“Alleged Murderer’s Attorney Files Motion for Not Guilty on Charges, Claiming Lack of Evidence”

By | August 18, 2023



The attorney representing Braedyn Baraby, who is accused of murder, has filed a motion for not guilty on three of the charges against him. The attorney argues that there is insufficient evidence to support the charges. The motion was rejected by the judge. The defense claims that Baraby’s co-defendant was the one who fired the fatal shot. The prosecution is using the legal theory of joint venture to prosecute Baraby. The trial is ongoing. Aaron Curtis reported

LOWELL — Braedyn Baraby, the alleged murderer, is represented by attorney Carolyn McGowan, who asserts that her client did not fire the fatal shot that killed Adrian Kimborowicz. McGowan filed a “motion for required finding of not guilty” on three of the four charges against Baraby, including first-degree murder. However, the motion was rejected by Judge Kenneth Salinger. McGowan argued that the prosecutors failed to present sufficient evidence to support the charges. The defense pointed to evidence suggesting that Baraby’s co-defendant, Christian Lemay, fired the fatal shot.

The motion was filed after the prosecution rested their case on the third day of Baraby’s murder trial in Middlesex Superior Court. The charges in the motion included armed assault with intent to murder and attempted assault and battery by discharging a firearm, which were linked to shots allegedly fired at Kimborowicz’s close friend, Osvaldo Luna. McGowan highlighted the evidence, including a cellphone video, which showed Baraby with a gun in hand moments before the gunshots were heard. A ballistic expert testified that the firearm in Baraby’s possession was not the weapon that killed Kimborowicz.

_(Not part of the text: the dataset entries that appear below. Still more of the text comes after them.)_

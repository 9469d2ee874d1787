//! Built-in English/Turkish message catalog.
//!
//! # Responsibility
//! - Resolve the message keys used by validation, notices and catalogs.
//! - Broadcast locale changes to explicit subscribers.
//!
//! # Invariants
//! - Lookup order is current locale, then English, then the key itself.
//! - Subscribers are notified only when the locale actually changes.

use crate::i18n::{apply_replacements, Translator};
use log::info;
use std::fmt::{Display, Formatter};

/// Supported interface languages.
#[derive(Debug, Clone, Copy, Default, PartialEq, Eq, Hash)]
pub enum Locale {
    #[default]
    En,
    Tr,
}

impl Locale {
    pub const ALL: [Locale; 2] = [Locale::En, Locale::Tr];

    pub const fn code(self) -> &'static str {
        match self {
            Self::En => "en",
            Self::Tr => "tr",
        }
    }

    pub const fn native_name(self) -> &'static str {
        match self {
            Self::En => "English",
            Self::Tr => "Türkçe",
        }
    }

    /// Parses an exact locale code.
    pub fn from_code(code: &str) -> Option<Self> {
        match code.trim().to_ascii_lowercase().as_str() {
            "en" => Some(Self::En),
            "tr" => Some(Self::Tr),
            _ => None,
        }
    }

    /// Maps a language tag such as `tr-TR` to a supported locale, defaulting
    /// to English.
    pub fn detect(tag: &str) -> Self {
        if tag.trim().to_ascii_lowercase().starts_with("tr") {
            Self::Tr
        } else {
            Self::En
        }
    }
}

impl Display for Locale {
    fn fmt(&self, f: &mut Formatter<'_>) -> std::fmt::Result {
        f.write_str(self.code())
    }
}

/// Handle returned by [`MessageCatalog::subscribe`].
#[derive(Debug, Clone, Copy, PartialEq, Eq, Hash)]
pub struct ListenerId(u64);

type LocaleListener = Box<dyn FnMut(Locale)>;

const EN: &[(&str, &str)] = &[
    ("firstNameRequired", "First name is required"),
    ("lastNameRequired", "Last name is required"),
    ("emailRequired", "Email is required"),
    ("emailInvalid", "Please enter a valid email address"),
    ("phoneRequired", "Phone is required"),
    ("phoneInvalid", "Please enter a valid phone number"),
    ("departmentRequired", "Department is required"),
    ("positionRequired", "Position is required"),
    ("startDateRequired", "Start date is required"),
    ("birthDateRequired", "Birth date is required"),
    ("salaryRequired", "Salary is required"),
    ("salaryInvalid", "Please enter a valid salary amount"),
    ("employeeAdded", "{name} has been added successfully!"),
    ("employeeUpdated", "{name} has been updated successfully!"),
    ("employeeDeleted", "{name} has been removed successfully!"),
    ("confirmDelete", "Are you sure you want to delete {name}?"),
    ("engineering", "Engineering"),
    ("design", "Design"),
    ("product", "Product"),
    ("marketing", "Marketing"),
    ("sales", "Sales"),
    ("hr", "HR"),
    ("tech", "Tech"),
    ("analytics", "Analytics"),
    ("junior", "Junior"),
    ("mid", "Mid"),
    ("senior", "Senior"),
];

const TR: &[(&str, &str)] = &[
    ("firstNameRequired", "Ad gereklidir"),
    ("lastNameRequired", "Soyad gereklidir"),
    ("emailRequired", "E-posta gereklidir"),
    ("emailInvalid", "Lütfen geçerli bir e-posta adresi girin"),
    ("phoneRequired", "Telefon gereklidir"),
    ("phoneInvalid", "Lütfen geçerli bir telefon numarası girin"),
    ("departmentRequired", "Departman gereklidir"),
    ("positionRequired", "Pozisyon gereklidir"),
    ("startDateRequired", "İşe başlama tarihi gereklidir"),
    ("birthDateRequired", "Doğum tarihi gereklidir"),
    ("salaryRequired", "Maaş gereklidir"),
    ("salaryInvalid", "Lütfen geçerli bir maaş miktarı girin"),
    ("employeeAdded", "{name} başarıyla eklendi!"),
    ("employeeUpdated", "{name} başarıyla güncellendi!"),
    ("employeeDeleted", "{name} başarıyla kaldırıldı!"),
    (
        "confirmDelete",
        "{name} adlı çalışanı silmek istediğinizden emin misiniz?",
    ),
    ("engineering", "Mühendislik"),
    ("design", "Tasarım"),
    ("product", "Ürün"),
    ("marketing", "Pazarlama"),
    ("sales", "Satış"),
    ("hr", "İnsan Kaynakları"),
    ("tech", "Teknoloji"),
    ("analytics", "Analitik"),
    ("junior", "Junior"),
    ("mid", "Orta Seviye"),
    ("senior", "Kıdemli"),
];

/// Locale-aware message table with explicit change subscriptions.
pub struct MessageCatalog {
    locale: Locale,
    listeners: Vec<(ListenerId, LocaleListener)>,
    next_listener: u64,
}

impl MessageCatalog {
    pub fn new(locale: Locale) -> Self {
        Self {
            locale,
            listeners: Vec::new(),
            next_listener: 1,
        }
    }

    pub fn locale(&self) -> Locale {
        self.locale
    }

    /// Switches locale and notifies subscribers when it changed.
    pub fn set_locale(&mut self, locale: Locale) {
        if self.locale == locale {
            return;
        }
        self.locale = locale;
        info!(
            "event=locale_change module=i18n status=ok locale={} listeners={}",
            locale,
            self.listeners.len()
        );
        for (_, listener) in self.listeners.iter_mut() {
            listener(locale);
        }
    }

    /// Registers a callback invoked with the new locale after each change.
    pub fn subscribe(&mut self, listener: impl FnMut(Locale) + 'static) -> ListenerId {
        let id = ListenerId(self.next_listener);
        self.next_listener += 1;
        self.listeners.push((id, Box::new(listener)));
        id
    }

    /// Removes a subscription. Returns whether it was registered.
    pub fn unsubscribe(&mut self, id: ListenerId) -> bool {
        let before = self.listeners.len();
        self.listeners.retain(|(listener_id, _)| *listener_id != id);
        self.listeners.len() != before
    }

    pub fn listener_count(&self) -> usize {
        self.listeners.len()
    }

    fn lookup(&self, key: &str) -> Option<&'static str> {
        find(table(self.locale), key).or_else(|| find(EN, key))
    }
}

impl Default for MessageCatalog {
    fn default() -> Self {
        Self::new(Locale::default())
    }
}

impl Translator for MessageCatalog {
    fn t(&self, key: &str, replacements: &[(&str, &str)]) -> String {
        let text = self.lookup(key).unwrap_or(key);
        apply_replacements(text, replacements)
    }
}

fn table(locale: Locale) -> &'static [(&'static str, &'static str)] {
    match locale {
        Locale::En => EN,
        Locale::Tr => TR,
    }
}

fn find(entries: &'static [(&'static str, &'static str)], key: &str) -> Option<&'static str> {
    entries
        .iter()
        .find(|(candidate, _)| *candidate == key)
        .map(|(_, text)| *text)
}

However, the rejection of the motion does not exclude Baraby from a potential murder conviction. The Middlesex District Attorney’s Office is using the legal theory of “joint venture,” which does not require proving that Baraby fired the fatal shot. Instead, the prosecution must demonstrate beyond a reasonable doubt that Baraby knowingly participated in the murder and shared the required criminal intent.

To challenge this legal theory, McGowan presented the cellphone video frame by frame to argue that Baraby could not have fired the shots at Kimborowicz and Luna because Lemay was standing in front of him. However, the prosecutor countered that Baraby’s movements indicated an attempt to create separation from Lemay to shoot at the victims.

Judge Salinger rejected McGowan’s motion, stating that the jury would need to assess the evidence. He stated that even if they could not conclude that Baraby had the opportunity to shoot at Kimborowicz or Luna, they could infer a shared intent based on the overall evidence.

The shooting allegedly resulted from revenge sought by Baraby against Luna, who had stolen marijuana from him months earlier. Lemay, Baraby’s co-defendant, was found not guilty of all charges in May.

With the prosecution’s case closed, the defense will call one witness to testify. The trial will resume on Monday, and the jury is expected to begin deliberations the same day. The jurors visited the crime scene on Thursday, accompanied by the attorneys, court officers, and Judge Salinger. They were taken to the home where Kimborowicz and Luna lived at the time of the shooting and then walked to the intersection where the incident occurred.